Repeat the above steps, the header header of each item mining, you can get the entire frequent itemsets, it is possible to prove (rigorous algorithm and proof of the visible reference [1]), frequent itemsets are not duplicated or omitted.

The implementation code for the program is still on my GitHub, and here's a look at the results of the operation:

Absolute Support degree: 3 frequent itemsets: Bread diaper     3 diaper milk     3 milk     4 bread milk     3 Diaper Beer     3 bread     4

In addition I downloaded a shopping basket data set, the volume of data is large, testing the efficiency of the fpgrowth is good. The average efficiency of the fpgrowth algorithm is much higher than the Apriori algorithm, but it does not guarantee high efficiency, its efficiency depends on the data set, when there are no common items in the frequent itemsets in the dataset, all itemsets are hung on the root node, the compressed storage is not implemented, and the Fptree requires additional overhead. Need more storage space, before using the fpgrowth algorithm, analyze the data to see if it is appropriate to use the FPGROWTH algorithm.

Reference Document: Http://www.cnblogs.com/fengfenggirl/p/associate_fpgowth.html

FPGROWTH Algorithm of association rules

Contact Us

The content source of this page is from Internet, which doesn't represent Alibaba Cloud's opinion; products and services mentioned on that page don't have any relationship with Alibaba Cloud. If the content of the page makes you feel confusing, please write us an email, we will handle the problem within 5 days after receiving your email.

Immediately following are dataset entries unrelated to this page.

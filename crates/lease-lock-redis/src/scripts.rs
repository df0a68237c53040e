//! Lua scripts for the token-guarded operations and decoding of their replies.
//!
//! Each script runs with `KEYS[1]` = lease key and `ARGV[1]` = owner token.
//! Redis executes a script atomically, so the ownership check and the
//! mutation cannot interleave with another client's commands.

use fred::types::RedisValue;
use lease_lock_core::store::{GuardedOp, GuardedReply, StoreError, StoreResult};
use lease_lock_core::ttl::LeaseTtl;
use std::time::Duration;

/// Deletes the key if it holds the token. Returns the number of keys deleted.
pub const RELEASE_SCRIPT_LUA: &str = r#"
    if redis.call('get', KEYS[1]) == ARGV[1] then
        return redis.call('del', KEYS[1])
    end
    return 0
"#;

/// Sets a new expiry (`ARGV[2]`, milliseconds) if the key holds the token.
/// Returns 1 if the expiry was set.
pub const REFRESH_SCRIPT_LUA: &str = r#"
    if redis.call('get', KEYS[1]) == ARGV[1] then
        return redis.call('pexpire', KEYS[1], ARGV[2])
    end
    return 0
"#;

/// Returns the key's PTTL if it holds the token, otherwise `NOT_OWNER`.
pub const TTL_SCRIPT_LUA: &str = r#"
    if redis.call('get', KEYS[1]) == ARGV[1] then
        return redis.call('pttl', KEYS[1])
    end
    return -3
"#;

/// PTTL reply for a key without expiry.
const PTTL_PERSISTENT: i64 = -1;
/// PTTL reply for a missing key.
const PTTL_MISSING: i64 = -2;
/// TTL script reply when the token does not match.
const NOT_OWNER: i64 = -3;

/// Script for a guarded operation.
pub fn script_for(op: GuardedOp) -> &'static str {
    match op {
        GuardedOp::Delete => RELEASE_SCRIPT_LUA,
        GuardedOp::Expire(_) => REFRESH_SCRIPT_LUA,
        GuardedOp::RemainingTtl => TTL_SCRIPT_LUA,
    }
}

/// Decodes a script reply into a [`GuardedReply`].
pub fn decode_reply(op: GuardedOp, reply: RedisValue) -> StoreResult<GuardedReply> {
    let value = match reply {
        RedisValue::Integer(value) => value,
        RedisValue::Null => return Err(StoreError::Nil),
        other => {
            return Err(StoreError::transport(std::io::Error::other(format!(
                "unexpected script reply: {:?}",
                other
            ))));
        }
    };

    let decoded = match (op, value) {
        (GuardedOp::Delete, 0) | (GuardedOp::Expire(_), 0) => GuardedReply::NotOwner,
        (GuardedOp::Delete, 1) => GuardedReply::Deleted,
        (GuardedOp::Expire(_), 1) => GuardedReply::ExpirySet,
        (GuardedOp::RemainingTtl, NOT_OWNER) | (GuardedOp::RemainingTtl, PTTL_MISSING) => {
            GuardedReply::NotOwner
        }
        (GuardedOp::RemainingTtl, PTTL_PERSISTENT) => GuardedReply::Ttl(LeaseTtl::Persistent),
        (GuardedOp::RemainingTtl, millis) if millis >= 0 => {
            GuardedReply::Ttl(LeaseTtl::Remaining(Duration::from_millis(millis as u64)))
        }
        (op, value) => {
            return Err(StoreError::transport(std::io::Error::other(format!(
                "unexpected reply {} to {:?}",
                value, op
            ))));
        }
    };
    Ok(decoded)
}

If you find any instances of plagiarism from the community, please send an email to: info-contact@alibabacloud.com and provide relevant evidence. A staff member will contact you within 5 working days.

A Free Trial That Lets You Build Big!

Start building with 50+ products and up to 12 months usage for Elastic Compute Service

  • Sales Support

    1 on 1 presale consultation

  • After-Sales Support

    24/7 Technical Support 6 Free Tickets per Quarter Faster Response

  • Alibaba Cloud offers highly flexible support services tailored to meet your exact needs.